I’d love to hear what you’re grateful for. Leave a list in the comment field or link to your own post. And thank you, as always, for reading.
Monday, July 19, 2010
live through this
I first read Gwartney’s writing just over a year ago when her essay, “The Long Way Home,” appeared in The New York Times’ Modern Love column. I’m always thrilled to hear about a wonderful mother writer, so I added Live Through This to my reading list. But then, as you know sometimes happens with me, I got busy with teaching and revising and my girls. A year passed.
When I opened her book this summer, I didn’t want to put it down. I was reading it while we were up north over the 4th, and I kept trying to sneak away from the chaos of the cabin so I could finish it. (I was asked for something to eat or drink at least five times while I was closing in on the last pages. Is there anything more annoying than that?)
When I finally was able to finish Gwartney’s memoir, I had tears in my eyes.
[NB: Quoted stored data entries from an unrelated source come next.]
//! Träwelling exporter: binary entrypoint.
//! Starts the background poll loop and serves `/metrics` for Prometheus.

use std::net::SocketAddr;
use std::sync::Arc;

use anyhow::{Context, Result};
use tracing_subscriber::{fmt, prelude::*, EnvFilter};

use traewelling_exporter::config::Config;
use traewelling_exporter::metrics::{Metrics, PrometheusPublisher};
use traewelling_exporter::scheduler::{spawn_scheduler, SchedulerCfg};
use traewelling_exporter::source::traewelling::TraewellingClient;

fn init_tracing() {
    let filter = EnvFilter::try_from_default_env()
        .unwrap_or_else(|_| EnvFilter::new("traewelling_exporter=info,warn"));

    tracing_subscriber::registry()
        .with(filter)
        .with(fmt::layer().compact())
        .init();
}

#[tokio::main]
async fn main() -> Result<()> {
    // Load .env in local/dev; no-op when the file is absent.
    let _ = dotenvy::dotenv();
    init_tracing();

    let cfg = Config::load().context("loading configuration")?;
    if cfg.token.is_none() {
        tracing::warn!("TRAEWELLING_TOKEN is not set; every fetch will fail until it is");
    }

    let metrics = Metrics::init(cfg.metrics_idle_timeout)?;

    let client = TraewellingClient::new(&cfg.base_url, cfg.token.clone(), cfg.request_timeout)?;
    let _poller = spawn_scheduler(
        SchedulerCfg {
            interval: cfg.poll_interval,
            accounts: cfg.usernames.clone(),
            policy: cfg.timestamp_policy,
        },
        Arc::new(client),
        Arc::new(PrometheusPublisher),
    );

    let addr = SocketAddr::from(([0, 0, 0, 0], cfg.metrics_port));
    let listener = tokio::net::TcpListener::bind(addr)
        .await
        .with_context(|| format!("binding metrics listener on {addr}"))?;
    tracing::info!(%addr, "serving /metrics");

    axum::serve(listener, metrics.router())
        .await
        .context("metrics server")?;
    Ok(())
}
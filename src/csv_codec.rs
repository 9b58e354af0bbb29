//! Dialect-aware CSV reader and the Homebank CSV writer.

use crate::dialect::Dialect;
use crate::error::Result;
use crate::types::{SourceRow, TargetRow};
use csv::{QuoteStyle, ReaderBuilder, Terminator, Writer, WriterBuilder};
use std::io::Write;

/// Parse the transaction lines of `text` into rows of `dialect`.
///
/// Only the lines selected by [`Dialect::transaction_lines`] are parsed. Blank
/// lines produce no row.
pub fn read_rows(text: &str, dialect: Dialect) -> Result<Vec<SourceRow>> {
    let body = dialect
        .transaction_lines(text)
        .join(dialect.line_terminator());

    let mut csv_reader = ReaderBuilder::new()
        .has_headers(false)
        .flexible(true)
        .delimiter(dialect.delimiter())
        .quote(dialect.quote())
        .double_quote(dialect.double_quote())
        .terminator(Terminator::CRLF)
        .from_reader(body.as_bytes());

    let mut rows = Vec::new();
    for result in csv_reader.records() {
        let record = result?;
        rows.push(SourceRow::new(dialect.fields(), record.iter()));
    }

    Ok(rows)
}

/// Writer for Homebank import files.
///
/// Fields are `;`-separated and quoted only when needed, quotes inside fields
/// are doubled and records end with CRLF. No header row is written.
pub struct HomebankWriter<W: Write> {
    inner: Writer<W>,
}

impl<W: Write> HomebankWriter<W> {
    pub fn new(writer: W) -> Self {
        let inner = WriterBuilder::new()
            .has_headers(false)
            .delimiter(b';')
            .quote(b'"')
            .quote_style(QuoteStyle::Necessary)
            .double_quote(true)
            .terminator(Terminator::CRLF)
            .from_writer(writer);
        HomebankWriter { inner }
    }

    pub fn write_row(&mut self, row: &TargetRow) -> Result<()> {
        self.inner.serialize(row)?;
        Ok(())
    }

    pub fn flush(&mut self) -> Result<()> {
        self.inner.flush()?;
        Ok(())
    }
}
In parts, the memoir is heartbreaking and terrifying, but it’s also beautifully written—a testament to the power of love and the necessity of forgiveness.
After a contentious divorce, Gwartney moves with her four daughters across the country to Eugene, Oregon. But the upheaval is too much for her older daughters, Amanda and Stephanie, who begin to rebel, skipping school and staying out all night. Then, when Stephanie is fourteen and Amanda is sixteen, the girls hop on a freight train and leave home for good.
There is so much I’d like to say about this book, which was chosen as a finalist for the 2009 National Book Critics Circle Award, but I don’t want to take more time away from the interview. So without further ado, I’d like to welcome Debra Gwartney to Mother Words:
KH: Debra, I think this is a tremendously brave book. You don’t sugarcoat anything and most of the blame—though your ex-husband gets some of it, certainly—is directed at yourself. I’m wondering how it felt to expose yourself in this way, to examine your actions and reactions and take responsibility for them.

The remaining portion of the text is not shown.